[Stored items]
****
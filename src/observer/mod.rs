#[cfg(feature = "serde")]
use serde::Serialize;

use crate::controller::{Controller, StepReport};
use crate::region::Region;
use crate::sparse_coder::SparseCoder;

/// A read-only snapshot of what a sparse coder is doing.
///
/// Design intent:
/// - Observers cannot mutate or steer the coder.
/// - Snapshotting is *on-demand*; the hot loop stays unchanged.
#[derive(Debug, Clone, PartialEq)]
#[cfg_attr(feature = "serde", derive(Serialize))]
pub struct CoderSnapshot {
    pub num_visible: usize,
    pub num_hidden: usize,
    pub active_units: usize,
    pub mean_state: f32,
    pub mean_bias: f32,
    /// Mean over off-diagonal lateral weights.
    pub mean_lateral_weight: f32,
    pub reconstruction_error: f32,
}

pub struct CoderAdapter<'a> {
    coder: &'a SparseCoder,
}

impl<'a> CoderAdapter<'a> {
    pub fn new(coder: &'a SparseCoder) -> Self {
        Self { coder }
    }

    pub fn snapshot(&self) -> CoderSnapshot {
        let c = self.coder;
        let nh = c.num_hidden();

        let hidden = c.hidden_units();
        let active_units = hidden.iter().filter(|h| h.state > 0.0).count();
        let mean_state = hidden.iter().map(|h| h.state).sum::<f32>() / nh as f32;
        let mean_bias = hidden.iter().map(|h| h.bias).sum::<f32>() / nh as f32;

        let off_diagonal = nh * nh - nh;
        let mean_lateral_weight = if off_diagonal == 0 {
            0.0
        } else {
            // Diagonal entries are always zero, so the full sum is the off-diagonal sum.
            (0..nh)
                .map(|hi| c.lateral_weights(hi).iter().sum::<f32>())
                .sum::<f32>()
                / off_diagonal as f32
        };

        CoderSnapshot {
            num_visible: c.num_visible(),
            num_hidden: nh,
            active_units,
            mean_state,
            mean_bias,
            mean_lateral_weight,
            reconstruction_error: c.reconstruction_error(),
        }
    }
}

#[derive(Debug, Clone, PartialEq)]
#[cfg_attr(feature = "serde", derive(Serialize))]
pub struct ControllerSnapshot {
    pub ticks: u64,
    pub input_len: usize,
    pub prev_value: f32,
    pub prev_prediction: Vec<f32>,
    pub last_report: Option<StepReport>,
}

pub struct ControllerAdapter<'a, G> {
    controller: &'a Controller<G>,
}

impl<'a, G: Region> ControllerAdapter<'a, G> {
    pub fn new(controller: &'a Controller<G>) -> Self {
        Self { controller }
    }

    pub fn snapshot(&self) -> ControllerSnapshot {
        let c = self.controller;
        ControllerSnapshot {
            ticks: c.ticks(),
            input_len: c.input_len(),
            prev_value: c.prev_value(),
            prev_prediction: c.prev_prediction().to_vec(),
            last_report: c.last_report().copied(),
        }
    }
}
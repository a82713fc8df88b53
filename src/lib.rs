//! # sparse_td
//!
//! Two online learning primitives for perception/control loops:
//!
//! - a lateral-inhibition sparse coder that learns a competitively sparse
//!   representation of its input through local weight updates;
//! - a temporal-difference action controller that drives an opaque
//!   [`region::Region`] to produce continuous actions from a scalar reward.
//!
//! Both are synchronous and deterministic given the caller's random source.
//!
//! ## Quick Start
//!
//! ```
//! use sparse_td::prelude::*;
//!
//! let mut rng = Prng::new(42);
//!
//! // Sparse coder over 16 inputs with 32 competing hidden units.
//! let mut coder = SparseCoder::create_random(16, 32, &mut rng).unwrap();
//! let rates = LearningRates::default();
//! let error = coder.step(&[0.5; 16], &rates).unwrap();
//! assert!(error >= 0.0);
//!
//! // Controller over a 3-entry input whose last entry is the agent's own action.
//! let topology = RegionTopology::with_input(3, 1);
//! let mut ctl: Controller<LinearRegion> =
//!     Controller::create_random(&topology, &ParameterRanges::default(), &mut rng).unwrap();
//! let mut action = [0.0; 3];
//! let report = ctl
//!     .step(0.1, &[0.2, -0.4, 0.0], &[false, false, true], &mut action,
//!           &ControllerParams::default(), &mut rng)
//!     .unwrap();
//! assert!((-1.0..=1.0).contains(&action[2]));
//! # let _ = report;
//! ```
//!
//! ## Feature Flags
//!
//! - `serde` (default): Serialization of configs, params and snapshots
//! - `parallel`: Multi-threaded sparse coder passes via rayon
//!
//! ## Modules
//!
//! - [`sparse_coder`]: Lateral-inhibition sparse coder
//! - [`controller`]: Temporal-difference action controller
//! - [`region`]: Capability trait the controller drives
//! - [`linear_region`]: Minimal reference region
//! - [`prng`]: Caller-owned random source
//! - [`observer`]: Read-only observation adapters

#[path = "core/error.rs"]
pub mod error;

#[path = "core/prng.rs"]
pub mod prng;

#[path = "core/sparse_coder.rs"]
pub mod sparse_coder;

#[path = "core/region.rs"]
pub mod region;

#[path = "core/linear_region.rs"]
pub mod linear_region;

#[path = "core/controller.rs"]
pub mod controller;

#[path = "core/config.rs"]
pub mod config;

pub mod observer;

pub use error::{Error, Result};

/// Prelude module for convenient imports.
///
/// ```
/// use sparse_td::prelude::*;
/// ```
pub mod prelude {
    pub use crate::config::{CoderConfig, ControlConfig, RunConfig};
    pub use crate::controller::{Controller, ControllerParams, StepReport};
    pub use crate::error::{Error, Result};
    pub use crate::linear_region::LinearRegion;
    pub use crate::observer::{CoderAdapter, CoderSnapshot, ControllerAdapter, ControllerSnapshot};
    pub use crate::prng::{Prng, RandomSource};
    pub use crate::region::{OutputParams, ParameterRanges, Region, RegionTopology, TraceParams};
    pub use crate::sparse_coder::{ExecutionTier, LearningRates, SparseCoder};
}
****
◆ **Work instructions**
The output is every entry, printed exactly as it reads.

◆ **Answer box**
filename src/observer/mod.rs
#[cfg(feature = "serde")]
use serde::Serialize;

use crate::controller::{Controller, StepReport};
use crate::region::Region;
use crate::sparse_coder::SparseCoder;

/// A read-only snapshot of what a sparse coder is doing.
///
/// Design intent:
/// - Observers cannot mutate or steer the coder.
/// - Snapshotting is *on-demand*; the hot loop stays unchanged.
#[derive(Debug, Clone, PartialEq)]
#[cfg_attr(feature = "serde", derive(Serialize))]
pub struct CoderSnapshot {
    pub num_visible: usize,
    pub num_hidden: usize,
    pub active_units: usize,
    pub mean_state: f32,
    pub mean_bias: f32,
    /// Mean over off-diagonal lateral weights.
    pub mean_lateral_weight: f32,
    pub reconstruction_error: f32,
}

pub struct CoderAdapter<'a> {
    coder: &'a SparseCoder,
}

impl<'a> CoderAdapter<'a> {
    pub fn new(coder: &'a SparseCoder) -> Self {
        Self { coder }
    }

    pub fn snapshot(&self) -> CoderSnapshot {
        let c = self.coder;
        let nh = c.num_hidden();

        let hidden = c.hidden_units();
        let active_units = hidden.iter().filter(|h| h.state > 0.0).count();
        let mean_state = hidden.iter().map(|h| h.state).sum::<f32>() / nh as f32;
        let mean_bias = hidden.iter().map(|h| h.bias).sum::<f32>() / nh as f32;

        let off_diagonal = nh * nh - nh;
        let mean_lateral_weight = if off_diagonal == 0 {
            0.0
        } else {
            // Diagonal entries are always zero, so the full sum is the off-diagonal sum.
            (0..nh)
                .map(|hi| c.lateral_weights(hi).iter().sum::<f32>())
                .sum::<f32>()
                / off_diagonal as f32
        };

        CoderSnapshot {
            num_visible: c.num_visible(),
            num_hidden: nh,
            active_units,
            mean_state,
            mean_bias,
            mean_lateral_weight,
            reconstruction_error: c.reconstruction_error(),
        }
    }
}

#[derive(Debug, Clone, PartialEq)]
#[cfg_attr(feature = "serde", derive(Serialize))]
pub struct ControllerSnapshot {
    pub ticks: u64,
    pub input_len: usize,
    pub prev_value: f32,
    pub prev_prediction: Vec<f32>,
    pub last_report: Option<StepReport>,
}

pub struct ControllerAdapter<'a, G> {
    controller: &'a Controller<G>,
}

impl<'a, G: Region> ControllerAdapter<'a, G> {
    pub fn new(controller: &'a Controller<G>) -> Self {
        Self { controller }
    }

    pub fn snapshot(&self) -> ControllerSnapshot {
        let c = self.controller;
        ControllerSnapshot {
            ticks: c.ticks(),
            input_len: c.input_len(),
            prev_value: c.prev_value(),
            prev_prediction: c.prev_prediction().to_vec(),
            last_report: c.last_report().copied(),
        }
    }
}
repository a82713fc8df88b53
filename src/lib.rs
//! # sparse_td
//!
//! Two online learning primitives for perception/control loops:
//!
//! - a lateral-inhibition sparse coder that learns a competitively sparse
//!   representation of its input through local weight updates;
//! - a temporal-difference action controller that drives an opaque
//!   [`region::Region`] to produce continuous actions from a scalar reward.
//!
//! Both are synchronous and deterministic given the caller's random source.
//!
//! ## Quick Start
//!
//! ```
//! use sparse_td::prelude::*;
//!
//! let mut rng = Prng::new(42);
//!
//! // Sparse coder over 16 inputs with 32 competing hidden units.
//! let mut coder = SparseCoder::create_random(16, 32, &mut rng).unwrap();
//! let rates = LearningRates::default();
//! let error = coder.step(&[0.5; 16], &rates).unwrap();
//! assert!(error >= 0.0);
//!
//! // Controller over a 3-entry input whose last entry is the agent's own action.
//! let topology = RegionTopology::with_input(3, 1);
//! let mut ctl: Controller<LinearRegion> =
//!     Controller::create_random(&topology, &ParameterRanges::default(), &mut rng).unwrap();
//! let mut action = [0.0; 3];
//! let report = ctl
//!     .step(0.1, &[0.2, -0.4, 0.0], &[false, false, true], &mut action,
//!           &ControllerParams::default(), &mut rng)
//!     .unwrap();
//! assert!((-1.0..=1.0).contains(&action[2]));
//! # let _ = report;
//! ```
//!
//! ## Feature Flags
//!
//! - `serde` (default): Serialization of configs, params and snapshots
//! - `parallel`: Multi-threaded sparse coder passes via rayon
//!
//! ## Modules
//!
//! - [`sparse_coder`]: Lateral-inhibition sparse coder
//! - [`controller`]: Temporal-difference action controller
//! - [`region`]: Capability trait the controller drives
//! - [`linear_region`]: Minimal reference region
//! - [`prng`]: Caller-owned random source
//! - [`observer`]: Read-only observation adapters

#[path = "core/error.rs"]
pub mod error;

#[path = "core/prng.rs"]
pub mod prng;

#[path = "core/sparse_coder.rs"]
pub mod sparse_coder;

#[path = "core/region.rs"]
pub mod region;

#[path = "core/linear_region.rs"]
pub mod linear_region;

#[path = "core/controller.rs"]
pub mod controller;

#[path = "core/config.rs"]
pub mod config;

pub mod observer;

pub use error::{Error, Result};

/// Prelude module for convenient imports.
///
/// ```
/// use sparse_td::prelude::*;
/// ```
pub mod prelude {
    pub use crate::config::{CoderConfig, ControlConfig, RunConfig};
    pub use crate::controller::{Controller, ControllerParams, StepReport};
    pub use crate::error::{Error, Result};
    pub use crate::linear_region::LinearRegion;
    pub use crate::observer::{CoderAdapter, CoderSnapshot, ControllerAdapter, ControllerSnapshot};
    pub use crate::prng::{Prng, RandomSource};
    pub use crate::region::{OutputParams, ParameterRanges, Region, RegionTopology, TraceParams};
    pub use crate::sparse_coder::{ExecutionTier, LearningRates, SparseCoder};
}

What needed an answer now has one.